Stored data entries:
------------------------------------------------
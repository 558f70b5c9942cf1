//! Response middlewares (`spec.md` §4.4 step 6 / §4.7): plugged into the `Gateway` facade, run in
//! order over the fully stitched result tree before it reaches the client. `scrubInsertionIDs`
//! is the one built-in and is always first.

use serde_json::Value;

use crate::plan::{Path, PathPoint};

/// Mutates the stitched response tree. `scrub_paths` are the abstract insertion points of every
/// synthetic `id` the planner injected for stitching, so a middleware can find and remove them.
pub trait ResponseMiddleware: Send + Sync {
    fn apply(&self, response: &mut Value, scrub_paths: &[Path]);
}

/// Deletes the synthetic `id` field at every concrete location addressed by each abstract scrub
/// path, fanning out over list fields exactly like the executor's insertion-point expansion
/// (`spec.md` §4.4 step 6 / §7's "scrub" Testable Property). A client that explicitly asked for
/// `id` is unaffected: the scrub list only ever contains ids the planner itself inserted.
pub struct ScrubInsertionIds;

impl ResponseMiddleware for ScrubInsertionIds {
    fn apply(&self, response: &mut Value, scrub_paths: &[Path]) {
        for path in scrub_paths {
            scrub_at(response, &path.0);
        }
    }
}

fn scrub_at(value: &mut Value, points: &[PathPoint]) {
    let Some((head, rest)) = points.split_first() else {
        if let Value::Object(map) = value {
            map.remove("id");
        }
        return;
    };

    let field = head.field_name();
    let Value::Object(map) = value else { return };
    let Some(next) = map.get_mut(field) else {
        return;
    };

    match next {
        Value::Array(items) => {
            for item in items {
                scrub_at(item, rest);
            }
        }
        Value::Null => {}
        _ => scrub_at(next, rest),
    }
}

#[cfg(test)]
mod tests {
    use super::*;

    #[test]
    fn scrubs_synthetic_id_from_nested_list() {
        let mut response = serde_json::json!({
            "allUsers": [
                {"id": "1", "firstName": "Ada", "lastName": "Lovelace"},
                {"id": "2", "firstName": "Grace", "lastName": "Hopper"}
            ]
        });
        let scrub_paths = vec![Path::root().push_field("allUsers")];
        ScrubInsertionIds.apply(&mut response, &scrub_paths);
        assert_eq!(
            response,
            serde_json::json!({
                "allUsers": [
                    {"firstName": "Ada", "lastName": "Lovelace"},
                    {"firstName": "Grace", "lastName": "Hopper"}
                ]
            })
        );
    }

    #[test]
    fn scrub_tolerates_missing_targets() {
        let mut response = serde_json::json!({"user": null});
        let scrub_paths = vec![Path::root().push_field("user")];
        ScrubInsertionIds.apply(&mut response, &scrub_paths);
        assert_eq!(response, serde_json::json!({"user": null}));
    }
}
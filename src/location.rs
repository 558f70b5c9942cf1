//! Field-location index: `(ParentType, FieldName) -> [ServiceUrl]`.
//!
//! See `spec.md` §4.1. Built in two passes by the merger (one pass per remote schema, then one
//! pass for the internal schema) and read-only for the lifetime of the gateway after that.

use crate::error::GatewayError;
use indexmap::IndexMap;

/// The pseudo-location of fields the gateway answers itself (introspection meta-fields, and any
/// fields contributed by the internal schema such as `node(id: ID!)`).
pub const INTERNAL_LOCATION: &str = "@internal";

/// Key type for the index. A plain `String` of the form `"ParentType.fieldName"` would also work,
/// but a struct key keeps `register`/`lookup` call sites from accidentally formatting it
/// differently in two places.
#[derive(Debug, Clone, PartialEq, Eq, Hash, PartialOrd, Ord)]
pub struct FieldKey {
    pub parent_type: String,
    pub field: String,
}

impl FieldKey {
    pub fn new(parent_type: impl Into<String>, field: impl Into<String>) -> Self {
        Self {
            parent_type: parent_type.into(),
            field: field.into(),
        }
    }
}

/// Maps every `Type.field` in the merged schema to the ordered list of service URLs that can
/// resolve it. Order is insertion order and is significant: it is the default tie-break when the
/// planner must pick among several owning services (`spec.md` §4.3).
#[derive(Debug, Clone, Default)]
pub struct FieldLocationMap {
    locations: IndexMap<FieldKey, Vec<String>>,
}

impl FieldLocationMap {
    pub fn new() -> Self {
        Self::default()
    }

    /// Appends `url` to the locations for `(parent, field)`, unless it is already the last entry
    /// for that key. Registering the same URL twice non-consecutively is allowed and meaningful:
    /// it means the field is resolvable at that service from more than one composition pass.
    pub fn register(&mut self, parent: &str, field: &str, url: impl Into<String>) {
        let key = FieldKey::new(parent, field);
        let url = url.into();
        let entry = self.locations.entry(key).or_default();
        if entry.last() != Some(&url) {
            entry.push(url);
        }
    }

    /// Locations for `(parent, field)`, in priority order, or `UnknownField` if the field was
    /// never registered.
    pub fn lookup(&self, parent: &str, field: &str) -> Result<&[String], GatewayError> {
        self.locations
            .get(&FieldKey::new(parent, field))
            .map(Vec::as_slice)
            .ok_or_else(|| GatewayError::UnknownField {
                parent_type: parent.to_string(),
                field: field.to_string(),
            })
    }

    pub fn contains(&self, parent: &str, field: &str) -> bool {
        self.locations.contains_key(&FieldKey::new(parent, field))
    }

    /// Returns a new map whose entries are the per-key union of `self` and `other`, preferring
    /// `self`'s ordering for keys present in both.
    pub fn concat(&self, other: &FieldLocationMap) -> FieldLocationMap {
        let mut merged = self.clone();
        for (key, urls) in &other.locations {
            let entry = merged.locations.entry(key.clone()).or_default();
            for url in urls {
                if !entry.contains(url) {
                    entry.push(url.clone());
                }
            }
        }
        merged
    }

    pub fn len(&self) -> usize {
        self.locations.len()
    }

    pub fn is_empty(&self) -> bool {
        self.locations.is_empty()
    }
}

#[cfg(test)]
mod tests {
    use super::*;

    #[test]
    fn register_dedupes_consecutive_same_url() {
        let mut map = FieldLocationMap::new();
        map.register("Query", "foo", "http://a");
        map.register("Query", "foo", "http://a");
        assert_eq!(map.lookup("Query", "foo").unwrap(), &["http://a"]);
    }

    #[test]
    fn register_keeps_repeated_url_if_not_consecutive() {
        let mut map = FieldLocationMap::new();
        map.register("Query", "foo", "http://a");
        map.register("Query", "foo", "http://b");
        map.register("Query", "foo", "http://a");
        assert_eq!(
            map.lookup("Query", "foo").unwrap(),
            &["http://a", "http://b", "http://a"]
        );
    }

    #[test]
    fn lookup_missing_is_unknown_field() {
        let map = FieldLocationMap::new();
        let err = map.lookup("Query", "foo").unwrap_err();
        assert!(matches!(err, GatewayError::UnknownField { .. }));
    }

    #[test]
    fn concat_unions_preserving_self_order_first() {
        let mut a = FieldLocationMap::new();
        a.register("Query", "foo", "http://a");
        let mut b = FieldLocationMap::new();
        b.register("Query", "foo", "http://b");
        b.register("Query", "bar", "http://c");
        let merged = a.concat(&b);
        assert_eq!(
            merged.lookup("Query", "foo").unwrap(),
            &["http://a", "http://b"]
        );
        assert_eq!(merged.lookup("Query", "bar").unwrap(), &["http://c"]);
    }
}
------------------------------------------------
YOUR OBJECTIVE →
Restate word for word the lines of the data above, starting at the line containing "Self::default()" and ending at the line containing "pub fn register(&mut", both included, and nothing more.

EXPECTED OUTPUT →
        Self::default()
    }

    /// Appends `url` to the locations for `(parent, field)`, unless it is already the last entry
    /// for that key. Registering the same URL twice non-consecutively is allowed and meaningful:
    /// it means the field is resolvable at that service from more than one composition pass.
    pub fn register(&mut self, parent: &str, field: &str, url: impl Into<String>) {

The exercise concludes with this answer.